**What you have to do:**
Your answer should consist solely of the lines from the first line of the data through the line with "use crate::traits::ContentSource;", each reproduced exactly.

(Materials provided)

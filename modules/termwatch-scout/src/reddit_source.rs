use anyhow::Result;
use async_trait::async_trait;

use reddit_client::RedditClient;
use termwatch_common::{ParentRef, Post, Reply};

use crate::traits::ContentSource;

/// Reply-tree fetch bound passed to the listing API per submission.
const REPLIES_PER_POST: u32 = 500;

/// [`ContentSource`] backed by the Reddit REST API. Converts wire types
/// into the normalized records the scanner consumes; the client itself
/// handles auth and continuation materialization.
pub struct RedditSource {
    client: RedditClient,
}

impl RedditSource {
    pub fn new(client: RedditClient) -> Self {
        Self { client }
    }
}

#[async_trait]
impl ContentSource for RedditSource {
    async fn recent_posts(&self, source_name: &str, limit: u32) -> Result<Vec<Post>> {
        let submissions = self.client.hot_posts(source_name, limit).await?;
        Ok(submissions
            .into_iter()
            .map(|s| Post {
                id: s.id,
                author: s.author.unwrap_or_default(),
                title: s.title,
                body: s.selftext,
                source_name: s.subreddit,
                url: full_url(&s.permalink),
            })
            .collect())
    }

    async fn replies(&self, post: &Post) -> Result<Vec<Reply>> {
        let comments = self
            .client
            .comments(&post.source_name, &post.id, REPLIES_PER_POST)
            .await?;
        Ok(comments
            .into_iter()
            .map(|c| Reply {
                id: c.id,
                author: c.author.unwrap_or_default(),
                body: c.body,
                url: full_url(&c.permalink),
                parent: parent_ref(&c.parent_id),
            })
            .collect())
    }
}

/// Map the API's kind-prefixed parent fullname to a typed reference.
/// `t1_` is a comment, `t3_` the submission itself; anything else is
/// unusable and degrades to Unknown.
fn parent_ref(parent_id: &str) -> ParentRef {
    match parent_id.split_once('_') {
        Some(("t1", id)) if !id.is_empty() => ParentRef::Reply(id.to_string()),
        Some(("t3", id)) if !id.is_empty() => ParentRef::Post(id.to_string()),
        _ => ParentRef::Unknown,
    }
}

fn full_url(permalink: &str) -> String {
    format!("https://www.reddit.com{permalink}")
}

#[cfg(test)]
mod tests {
    use super::*;

    #[test]
    fn parent_ref_maps_kind_prefixes() {
        assert_eq!(parent_ref("t1_abc"), ParentRef::Reply("abc".to_string()));
        assert_eq!(parent_ref("t3_xyz"), ParentRef::Post("xyz".to_string()));
        assert_eq!(parent_ref("t5_sub"), ParentRef::Unknown);
        assert_eq!(parent_ref("garbage"), ParentRef::Unknown);
        assert_eq!(parent_ref(""), ParentRef::Unknown);
        assert_eq!(parent_ref("t1_"), ParentRef::Unknown);
    }

    #[test]
    fn permalinks_become_absolute_urls() {
        assert_eq!(
            full_url("/r/test/comments/p1/title/"),
            "https://www.reddit.com/r/test/comments/p1/title/"
        );
    }
}
use termwatch_common::Watchlist;

/// True iff at least one token is an exact member of the watchlist.
/// No substring matching, no stemming. Tokens are expected to already be
/// lowercased by the caller.
pub fn matches(tokens: &[String], watchlist: &Watchlist) -> bool {
    tokens.iter().any(|token| watchlist.contains(token))
}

(End Materials provided)

**Problem solution:**
filename modules/termwatch-scout/src/reddit_source.rs
use anyhow::Result;
use async_trait::async_trait;

use reddit_client::RedditClient;
use termwatch_common::{ParentRef, Post, Reply};

use crate::traits::ContentSource;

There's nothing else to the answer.